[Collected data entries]
····················
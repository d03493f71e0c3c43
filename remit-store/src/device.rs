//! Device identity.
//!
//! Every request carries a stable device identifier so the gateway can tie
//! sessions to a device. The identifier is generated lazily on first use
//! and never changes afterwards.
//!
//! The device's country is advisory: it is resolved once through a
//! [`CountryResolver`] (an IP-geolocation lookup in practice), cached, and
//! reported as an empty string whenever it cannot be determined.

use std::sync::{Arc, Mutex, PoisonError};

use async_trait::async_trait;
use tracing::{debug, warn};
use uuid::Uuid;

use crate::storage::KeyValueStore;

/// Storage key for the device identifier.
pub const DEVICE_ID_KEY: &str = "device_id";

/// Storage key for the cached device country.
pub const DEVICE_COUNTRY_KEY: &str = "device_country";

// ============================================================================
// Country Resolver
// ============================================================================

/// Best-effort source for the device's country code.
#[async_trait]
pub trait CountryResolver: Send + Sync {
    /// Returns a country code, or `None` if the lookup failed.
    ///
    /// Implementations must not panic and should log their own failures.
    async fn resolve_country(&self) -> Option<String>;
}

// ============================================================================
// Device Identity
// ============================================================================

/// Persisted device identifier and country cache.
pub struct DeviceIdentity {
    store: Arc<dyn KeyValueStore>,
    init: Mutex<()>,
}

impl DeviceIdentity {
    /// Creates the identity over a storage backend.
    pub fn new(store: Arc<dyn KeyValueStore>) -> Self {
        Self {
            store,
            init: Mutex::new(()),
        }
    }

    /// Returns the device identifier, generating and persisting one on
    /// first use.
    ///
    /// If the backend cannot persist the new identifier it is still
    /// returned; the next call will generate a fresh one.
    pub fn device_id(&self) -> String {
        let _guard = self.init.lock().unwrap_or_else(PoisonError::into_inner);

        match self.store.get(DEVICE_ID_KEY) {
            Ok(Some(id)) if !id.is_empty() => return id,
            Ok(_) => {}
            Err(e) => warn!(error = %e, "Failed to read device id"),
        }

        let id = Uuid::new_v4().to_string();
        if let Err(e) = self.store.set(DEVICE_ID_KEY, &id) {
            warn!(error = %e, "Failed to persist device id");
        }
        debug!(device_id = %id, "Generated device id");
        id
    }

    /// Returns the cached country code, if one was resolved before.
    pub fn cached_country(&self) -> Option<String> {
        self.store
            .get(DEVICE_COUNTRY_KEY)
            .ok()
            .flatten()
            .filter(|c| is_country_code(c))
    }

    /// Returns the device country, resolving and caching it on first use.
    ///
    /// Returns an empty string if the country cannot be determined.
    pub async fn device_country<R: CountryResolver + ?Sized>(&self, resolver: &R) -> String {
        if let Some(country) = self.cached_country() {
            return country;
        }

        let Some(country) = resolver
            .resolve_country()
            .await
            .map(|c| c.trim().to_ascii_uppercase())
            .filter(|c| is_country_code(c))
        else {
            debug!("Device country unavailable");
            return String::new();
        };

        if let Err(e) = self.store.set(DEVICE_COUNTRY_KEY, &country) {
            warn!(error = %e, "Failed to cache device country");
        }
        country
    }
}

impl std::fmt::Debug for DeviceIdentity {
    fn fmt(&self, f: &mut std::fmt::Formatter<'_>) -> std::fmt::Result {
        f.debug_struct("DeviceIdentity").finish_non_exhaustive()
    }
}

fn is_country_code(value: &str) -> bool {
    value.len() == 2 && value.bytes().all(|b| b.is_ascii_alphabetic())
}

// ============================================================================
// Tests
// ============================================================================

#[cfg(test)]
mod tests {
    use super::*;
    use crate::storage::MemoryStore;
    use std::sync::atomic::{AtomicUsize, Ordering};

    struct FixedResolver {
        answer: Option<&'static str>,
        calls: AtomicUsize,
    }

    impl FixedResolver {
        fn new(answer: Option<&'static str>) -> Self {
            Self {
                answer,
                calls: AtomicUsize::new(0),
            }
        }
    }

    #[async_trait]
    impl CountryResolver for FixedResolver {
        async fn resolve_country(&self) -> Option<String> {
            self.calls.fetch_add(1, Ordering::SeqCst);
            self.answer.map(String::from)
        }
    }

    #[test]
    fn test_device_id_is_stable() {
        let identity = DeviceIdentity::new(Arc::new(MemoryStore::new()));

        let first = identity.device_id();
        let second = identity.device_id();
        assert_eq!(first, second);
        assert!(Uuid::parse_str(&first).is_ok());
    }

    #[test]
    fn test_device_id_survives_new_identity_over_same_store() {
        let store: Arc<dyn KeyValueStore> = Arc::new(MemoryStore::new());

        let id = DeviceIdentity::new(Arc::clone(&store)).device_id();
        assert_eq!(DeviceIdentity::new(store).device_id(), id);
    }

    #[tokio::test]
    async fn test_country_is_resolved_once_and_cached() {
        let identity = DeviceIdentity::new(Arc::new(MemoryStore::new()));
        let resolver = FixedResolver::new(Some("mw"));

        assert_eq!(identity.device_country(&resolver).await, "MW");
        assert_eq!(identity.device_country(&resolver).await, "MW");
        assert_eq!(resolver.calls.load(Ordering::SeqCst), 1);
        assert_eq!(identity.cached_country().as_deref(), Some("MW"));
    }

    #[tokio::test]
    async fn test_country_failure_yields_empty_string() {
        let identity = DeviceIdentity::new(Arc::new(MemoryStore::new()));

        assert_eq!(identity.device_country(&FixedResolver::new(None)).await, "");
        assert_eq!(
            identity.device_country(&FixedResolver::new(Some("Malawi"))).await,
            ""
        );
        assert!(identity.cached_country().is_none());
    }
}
····················
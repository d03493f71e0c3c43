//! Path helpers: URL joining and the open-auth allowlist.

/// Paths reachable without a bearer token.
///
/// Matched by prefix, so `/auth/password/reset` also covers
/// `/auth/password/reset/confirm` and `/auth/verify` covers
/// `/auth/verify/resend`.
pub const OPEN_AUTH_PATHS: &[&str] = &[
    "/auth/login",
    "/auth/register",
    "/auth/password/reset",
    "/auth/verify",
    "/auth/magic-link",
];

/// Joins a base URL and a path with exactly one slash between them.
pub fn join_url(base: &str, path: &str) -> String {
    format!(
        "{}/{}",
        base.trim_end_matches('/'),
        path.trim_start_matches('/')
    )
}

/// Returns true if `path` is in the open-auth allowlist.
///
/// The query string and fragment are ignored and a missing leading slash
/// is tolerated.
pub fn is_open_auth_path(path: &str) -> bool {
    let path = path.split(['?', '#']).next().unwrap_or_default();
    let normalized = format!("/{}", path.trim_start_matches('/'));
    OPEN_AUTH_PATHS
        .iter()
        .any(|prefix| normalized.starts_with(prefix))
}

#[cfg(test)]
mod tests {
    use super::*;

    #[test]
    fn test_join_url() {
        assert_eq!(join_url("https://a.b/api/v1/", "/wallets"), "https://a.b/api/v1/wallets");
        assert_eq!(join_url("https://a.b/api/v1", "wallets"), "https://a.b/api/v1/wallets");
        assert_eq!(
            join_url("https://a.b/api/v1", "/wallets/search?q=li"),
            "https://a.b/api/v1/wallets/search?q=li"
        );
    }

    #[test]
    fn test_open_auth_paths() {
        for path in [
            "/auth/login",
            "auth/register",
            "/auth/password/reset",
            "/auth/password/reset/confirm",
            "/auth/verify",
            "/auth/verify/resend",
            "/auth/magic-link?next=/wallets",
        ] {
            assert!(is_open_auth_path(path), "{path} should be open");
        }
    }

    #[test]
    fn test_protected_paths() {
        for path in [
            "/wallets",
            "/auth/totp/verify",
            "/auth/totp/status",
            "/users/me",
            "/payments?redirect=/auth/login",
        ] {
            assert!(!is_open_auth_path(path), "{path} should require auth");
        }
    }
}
····················
> **TASK**
Search the entries for the word "Returns". Copy each line where it appears.

> **OUTPUT FOR THIS EXERCISE**
    /// Returns a country code, or `None` if the lookup failed.
    /// Returns the device identifier, generating and persisting one on
    /// Returns the cached country code, if one was resolved before.
    /// Returns the device country, resolving and caching it on first use.
    /// Returns an empty string if the country cannot be determined.
/// Returns true if `path` is in the open-auth allowlist.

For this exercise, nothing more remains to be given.